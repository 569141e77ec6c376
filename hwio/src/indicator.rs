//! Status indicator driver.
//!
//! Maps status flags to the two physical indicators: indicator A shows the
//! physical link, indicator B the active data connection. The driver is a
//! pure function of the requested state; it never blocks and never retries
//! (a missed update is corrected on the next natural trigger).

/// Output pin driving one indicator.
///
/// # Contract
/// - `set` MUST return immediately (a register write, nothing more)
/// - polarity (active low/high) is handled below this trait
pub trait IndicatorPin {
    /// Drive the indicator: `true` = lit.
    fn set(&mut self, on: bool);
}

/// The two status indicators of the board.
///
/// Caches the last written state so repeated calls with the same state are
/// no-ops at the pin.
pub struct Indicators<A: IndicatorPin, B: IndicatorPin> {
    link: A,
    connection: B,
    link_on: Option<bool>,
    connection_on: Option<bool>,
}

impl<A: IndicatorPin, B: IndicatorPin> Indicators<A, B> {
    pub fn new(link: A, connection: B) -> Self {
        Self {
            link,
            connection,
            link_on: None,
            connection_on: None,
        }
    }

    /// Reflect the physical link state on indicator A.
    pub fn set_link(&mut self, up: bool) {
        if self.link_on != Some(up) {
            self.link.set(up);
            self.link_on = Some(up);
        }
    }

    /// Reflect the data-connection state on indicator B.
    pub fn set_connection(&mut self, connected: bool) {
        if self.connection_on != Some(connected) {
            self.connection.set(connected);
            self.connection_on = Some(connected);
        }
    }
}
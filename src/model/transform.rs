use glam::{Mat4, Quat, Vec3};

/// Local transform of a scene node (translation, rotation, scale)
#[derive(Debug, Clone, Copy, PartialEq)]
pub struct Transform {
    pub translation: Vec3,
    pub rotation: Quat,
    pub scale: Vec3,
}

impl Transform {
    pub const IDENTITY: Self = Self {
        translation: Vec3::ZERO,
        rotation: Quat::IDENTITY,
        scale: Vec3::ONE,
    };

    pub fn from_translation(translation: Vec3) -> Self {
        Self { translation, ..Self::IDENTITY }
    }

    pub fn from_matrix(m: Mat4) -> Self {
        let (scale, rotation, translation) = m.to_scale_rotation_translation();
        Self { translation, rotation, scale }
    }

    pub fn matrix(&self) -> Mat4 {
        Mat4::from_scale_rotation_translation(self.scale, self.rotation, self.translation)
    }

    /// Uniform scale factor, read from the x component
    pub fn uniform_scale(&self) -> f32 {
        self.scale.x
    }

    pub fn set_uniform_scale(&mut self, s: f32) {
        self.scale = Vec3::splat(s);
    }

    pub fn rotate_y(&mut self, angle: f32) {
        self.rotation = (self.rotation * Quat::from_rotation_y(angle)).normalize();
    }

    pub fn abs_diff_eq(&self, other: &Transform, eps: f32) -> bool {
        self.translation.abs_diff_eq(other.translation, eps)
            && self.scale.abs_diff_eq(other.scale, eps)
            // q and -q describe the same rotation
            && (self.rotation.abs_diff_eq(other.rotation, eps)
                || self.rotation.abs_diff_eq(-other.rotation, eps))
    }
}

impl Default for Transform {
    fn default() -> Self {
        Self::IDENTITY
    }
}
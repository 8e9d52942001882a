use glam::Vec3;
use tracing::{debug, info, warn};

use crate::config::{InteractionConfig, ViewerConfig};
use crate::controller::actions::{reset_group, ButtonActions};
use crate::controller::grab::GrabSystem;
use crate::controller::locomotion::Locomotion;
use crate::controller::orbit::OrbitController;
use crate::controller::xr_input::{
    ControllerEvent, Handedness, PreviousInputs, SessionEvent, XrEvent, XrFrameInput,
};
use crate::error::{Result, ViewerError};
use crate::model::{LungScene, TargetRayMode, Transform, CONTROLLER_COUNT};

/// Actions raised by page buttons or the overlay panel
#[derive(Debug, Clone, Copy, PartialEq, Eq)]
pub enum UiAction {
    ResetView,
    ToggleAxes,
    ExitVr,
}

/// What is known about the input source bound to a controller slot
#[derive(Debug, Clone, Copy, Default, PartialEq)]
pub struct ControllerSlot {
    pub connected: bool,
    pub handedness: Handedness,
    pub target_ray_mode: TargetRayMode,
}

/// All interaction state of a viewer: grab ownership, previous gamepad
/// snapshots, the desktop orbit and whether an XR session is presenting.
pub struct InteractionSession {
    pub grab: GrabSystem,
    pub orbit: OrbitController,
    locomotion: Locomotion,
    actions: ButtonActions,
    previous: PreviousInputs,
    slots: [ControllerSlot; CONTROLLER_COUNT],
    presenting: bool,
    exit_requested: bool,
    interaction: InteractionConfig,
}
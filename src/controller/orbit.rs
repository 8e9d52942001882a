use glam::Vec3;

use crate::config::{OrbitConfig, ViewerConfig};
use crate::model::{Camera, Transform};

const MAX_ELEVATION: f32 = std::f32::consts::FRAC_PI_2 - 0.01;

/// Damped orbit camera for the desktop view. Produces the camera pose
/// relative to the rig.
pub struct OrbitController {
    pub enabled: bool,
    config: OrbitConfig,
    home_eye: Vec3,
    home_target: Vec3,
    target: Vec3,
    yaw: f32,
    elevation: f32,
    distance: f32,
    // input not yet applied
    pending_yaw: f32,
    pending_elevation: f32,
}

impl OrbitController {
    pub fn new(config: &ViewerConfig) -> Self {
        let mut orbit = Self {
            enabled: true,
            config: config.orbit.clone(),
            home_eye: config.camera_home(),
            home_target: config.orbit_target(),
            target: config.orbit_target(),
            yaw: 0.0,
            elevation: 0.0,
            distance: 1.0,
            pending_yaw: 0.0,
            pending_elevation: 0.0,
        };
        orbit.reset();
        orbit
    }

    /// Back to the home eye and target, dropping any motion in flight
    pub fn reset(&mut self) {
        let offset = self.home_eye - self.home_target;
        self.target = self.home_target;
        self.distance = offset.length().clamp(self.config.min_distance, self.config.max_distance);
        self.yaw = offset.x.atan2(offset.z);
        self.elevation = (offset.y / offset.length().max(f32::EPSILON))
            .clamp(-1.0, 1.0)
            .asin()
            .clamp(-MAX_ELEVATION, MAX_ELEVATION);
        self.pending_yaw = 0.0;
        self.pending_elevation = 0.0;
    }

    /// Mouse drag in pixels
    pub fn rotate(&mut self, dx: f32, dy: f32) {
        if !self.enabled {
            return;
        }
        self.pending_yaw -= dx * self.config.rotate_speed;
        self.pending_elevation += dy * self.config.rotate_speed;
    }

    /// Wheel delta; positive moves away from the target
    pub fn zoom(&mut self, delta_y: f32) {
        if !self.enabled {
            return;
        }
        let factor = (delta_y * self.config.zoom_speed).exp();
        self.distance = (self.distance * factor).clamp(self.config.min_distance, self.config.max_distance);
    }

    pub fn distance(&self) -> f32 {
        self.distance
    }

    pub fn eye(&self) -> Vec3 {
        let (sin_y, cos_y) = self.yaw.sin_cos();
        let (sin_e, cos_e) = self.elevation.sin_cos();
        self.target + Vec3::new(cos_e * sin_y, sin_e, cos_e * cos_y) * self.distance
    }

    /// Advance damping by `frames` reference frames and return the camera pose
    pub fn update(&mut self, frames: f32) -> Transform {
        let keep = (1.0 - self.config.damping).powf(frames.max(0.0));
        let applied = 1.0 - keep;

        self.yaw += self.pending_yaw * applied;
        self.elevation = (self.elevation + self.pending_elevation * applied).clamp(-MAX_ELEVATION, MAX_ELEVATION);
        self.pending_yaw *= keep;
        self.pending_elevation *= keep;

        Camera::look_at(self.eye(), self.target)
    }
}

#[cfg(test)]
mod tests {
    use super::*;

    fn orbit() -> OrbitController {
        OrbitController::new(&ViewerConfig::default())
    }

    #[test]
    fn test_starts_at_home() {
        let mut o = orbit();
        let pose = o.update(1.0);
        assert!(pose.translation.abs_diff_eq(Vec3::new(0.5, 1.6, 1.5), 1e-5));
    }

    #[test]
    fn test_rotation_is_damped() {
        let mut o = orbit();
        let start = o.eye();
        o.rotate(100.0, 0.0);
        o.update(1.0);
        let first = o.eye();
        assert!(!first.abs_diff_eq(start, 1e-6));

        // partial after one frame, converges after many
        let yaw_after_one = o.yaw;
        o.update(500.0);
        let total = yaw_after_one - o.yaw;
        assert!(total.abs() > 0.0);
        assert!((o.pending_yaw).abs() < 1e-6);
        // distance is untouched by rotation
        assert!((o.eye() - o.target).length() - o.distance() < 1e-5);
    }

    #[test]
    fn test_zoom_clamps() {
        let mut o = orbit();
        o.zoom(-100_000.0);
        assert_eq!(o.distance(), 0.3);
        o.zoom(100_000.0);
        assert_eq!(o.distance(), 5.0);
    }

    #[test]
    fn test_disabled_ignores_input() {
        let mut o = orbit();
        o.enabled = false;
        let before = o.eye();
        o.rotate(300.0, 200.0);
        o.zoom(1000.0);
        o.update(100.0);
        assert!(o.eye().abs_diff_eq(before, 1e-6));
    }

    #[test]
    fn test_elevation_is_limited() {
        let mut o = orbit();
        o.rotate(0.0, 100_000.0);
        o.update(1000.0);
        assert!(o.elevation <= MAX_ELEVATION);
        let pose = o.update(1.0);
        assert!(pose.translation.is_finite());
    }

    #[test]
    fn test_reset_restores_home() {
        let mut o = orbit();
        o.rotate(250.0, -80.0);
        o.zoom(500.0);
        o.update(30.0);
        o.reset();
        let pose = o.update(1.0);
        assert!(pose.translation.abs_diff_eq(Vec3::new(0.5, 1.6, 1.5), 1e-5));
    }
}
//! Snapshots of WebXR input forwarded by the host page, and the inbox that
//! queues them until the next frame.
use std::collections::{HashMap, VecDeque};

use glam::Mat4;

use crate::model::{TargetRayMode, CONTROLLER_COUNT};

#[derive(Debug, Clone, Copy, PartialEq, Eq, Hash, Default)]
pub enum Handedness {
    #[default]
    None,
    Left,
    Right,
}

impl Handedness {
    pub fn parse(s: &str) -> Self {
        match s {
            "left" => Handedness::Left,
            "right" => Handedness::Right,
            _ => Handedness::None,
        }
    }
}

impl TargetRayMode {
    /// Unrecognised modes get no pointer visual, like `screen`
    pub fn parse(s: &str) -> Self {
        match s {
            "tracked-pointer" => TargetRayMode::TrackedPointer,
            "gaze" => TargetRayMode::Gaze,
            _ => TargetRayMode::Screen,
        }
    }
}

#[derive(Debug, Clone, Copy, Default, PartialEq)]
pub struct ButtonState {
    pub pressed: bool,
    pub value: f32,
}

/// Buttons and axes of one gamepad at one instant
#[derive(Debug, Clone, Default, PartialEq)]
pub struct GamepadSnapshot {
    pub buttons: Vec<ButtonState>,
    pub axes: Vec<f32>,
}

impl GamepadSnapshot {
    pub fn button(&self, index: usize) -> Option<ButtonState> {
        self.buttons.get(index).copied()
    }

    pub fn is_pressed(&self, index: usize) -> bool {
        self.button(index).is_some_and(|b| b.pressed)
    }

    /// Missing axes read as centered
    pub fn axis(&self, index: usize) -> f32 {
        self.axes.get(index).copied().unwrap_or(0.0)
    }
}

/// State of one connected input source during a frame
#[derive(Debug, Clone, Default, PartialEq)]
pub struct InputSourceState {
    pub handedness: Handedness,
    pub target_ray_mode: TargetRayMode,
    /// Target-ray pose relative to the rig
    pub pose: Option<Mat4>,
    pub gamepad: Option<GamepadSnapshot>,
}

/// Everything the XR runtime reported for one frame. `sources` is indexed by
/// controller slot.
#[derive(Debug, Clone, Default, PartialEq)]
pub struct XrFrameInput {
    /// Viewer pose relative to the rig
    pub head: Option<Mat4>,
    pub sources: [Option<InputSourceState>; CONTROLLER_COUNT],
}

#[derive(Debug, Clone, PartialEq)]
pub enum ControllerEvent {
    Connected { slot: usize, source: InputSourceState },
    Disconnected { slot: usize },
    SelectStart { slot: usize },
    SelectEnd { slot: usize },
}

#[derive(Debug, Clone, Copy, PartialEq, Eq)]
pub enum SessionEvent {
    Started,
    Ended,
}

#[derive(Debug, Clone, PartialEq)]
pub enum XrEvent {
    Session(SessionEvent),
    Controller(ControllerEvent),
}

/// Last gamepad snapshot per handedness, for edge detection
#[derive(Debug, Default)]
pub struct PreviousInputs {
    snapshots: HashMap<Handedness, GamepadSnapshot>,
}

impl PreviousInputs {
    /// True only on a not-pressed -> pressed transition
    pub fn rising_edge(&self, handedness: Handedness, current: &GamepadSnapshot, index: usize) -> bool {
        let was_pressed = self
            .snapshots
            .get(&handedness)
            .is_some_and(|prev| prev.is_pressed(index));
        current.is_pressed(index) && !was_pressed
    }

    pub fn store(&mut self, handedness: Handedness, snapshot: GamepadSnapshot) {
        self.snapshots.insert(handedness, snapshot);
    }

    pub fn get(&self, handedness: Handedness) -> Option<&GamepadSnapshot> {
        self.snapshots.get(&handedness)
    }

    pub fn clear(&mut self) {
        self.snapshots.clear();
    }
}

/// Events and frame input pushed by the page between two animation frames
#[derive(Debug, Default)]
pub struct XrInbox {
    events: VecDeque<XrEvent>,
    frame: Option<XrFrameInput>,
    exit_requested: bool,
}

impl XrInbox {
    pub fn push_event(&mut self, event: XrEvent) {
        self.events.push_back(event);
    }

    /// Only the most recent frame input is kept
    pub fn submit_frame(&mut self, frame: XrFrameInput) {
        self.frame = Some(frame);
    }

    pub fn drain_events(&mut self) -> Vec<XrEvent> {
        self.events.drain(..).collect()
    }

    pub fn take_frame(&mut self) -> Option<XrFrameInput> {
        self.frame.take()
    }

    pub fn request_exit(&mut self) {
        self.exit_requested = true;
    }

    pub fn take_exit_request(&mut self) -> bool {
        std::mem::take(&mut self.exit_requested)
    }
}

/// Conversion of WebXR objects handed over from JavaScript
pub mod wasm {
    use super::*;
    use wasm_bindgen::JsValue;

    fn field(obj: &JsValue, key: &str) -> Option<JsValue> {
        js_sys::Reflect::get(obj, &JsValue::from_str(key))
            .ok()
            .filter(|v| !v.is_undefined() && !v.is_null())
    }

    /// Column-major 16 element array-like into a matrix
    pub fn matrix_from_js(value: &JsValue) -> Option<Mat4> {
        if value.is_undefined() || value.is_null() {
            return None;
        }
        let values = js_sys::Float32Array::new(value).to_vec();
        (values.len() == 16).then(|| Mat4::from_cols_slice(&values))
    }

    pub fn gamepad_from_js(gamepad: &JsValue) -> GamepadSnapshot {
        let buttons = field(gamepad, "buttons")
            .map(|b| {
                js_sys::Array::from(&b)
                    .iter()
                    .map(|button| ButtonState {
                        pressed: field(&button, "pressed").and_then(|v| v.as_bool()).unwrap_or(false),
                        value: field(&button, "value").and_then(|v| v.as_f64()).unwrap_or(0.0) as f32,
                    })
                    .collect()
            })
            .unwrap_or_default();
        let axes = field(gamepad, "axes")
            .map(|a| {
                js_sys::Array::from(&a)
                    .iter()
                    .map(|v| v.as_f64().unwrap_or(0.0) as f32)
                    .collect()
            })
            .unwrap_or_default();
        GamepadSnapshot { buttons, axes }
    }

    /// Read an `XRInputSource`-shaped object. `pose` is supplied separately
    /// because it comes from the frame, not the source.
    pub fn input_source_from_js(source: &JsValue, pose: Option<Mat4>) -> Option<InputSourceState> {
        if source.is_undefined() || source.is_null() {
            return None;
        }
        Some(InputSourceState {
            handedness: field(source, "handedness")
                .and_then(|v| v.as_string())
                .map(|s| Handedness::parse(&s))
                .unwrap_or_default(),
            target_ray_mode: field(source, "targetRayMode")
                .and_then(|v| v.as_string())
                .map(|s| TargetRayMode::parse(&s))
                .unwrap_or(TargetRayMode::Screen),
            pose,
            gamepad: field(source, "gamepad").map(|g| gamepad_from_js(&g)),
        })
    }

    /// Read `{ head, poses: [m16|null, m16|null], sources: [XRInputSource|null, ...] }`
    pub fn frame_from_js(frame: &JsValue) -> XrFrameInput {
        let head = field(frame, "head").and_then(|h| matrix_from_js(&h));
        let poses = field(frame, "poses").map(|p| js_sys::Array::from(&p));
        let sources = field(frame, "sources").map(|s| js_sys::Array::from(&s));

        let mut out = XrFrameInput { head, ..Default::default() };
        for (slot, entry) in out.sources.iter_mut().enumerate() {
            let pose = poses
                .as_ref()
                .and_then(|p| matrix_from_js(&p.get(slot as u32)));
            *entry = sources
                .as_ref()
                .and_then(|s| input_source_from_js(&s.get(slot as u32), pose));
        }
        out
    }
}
-.-.-
WHAT YOU HAVE TO DO:
Exactly how many lines of the records above contain "IndicatorPin"? Please state only the number.

RESULT BELOW:
3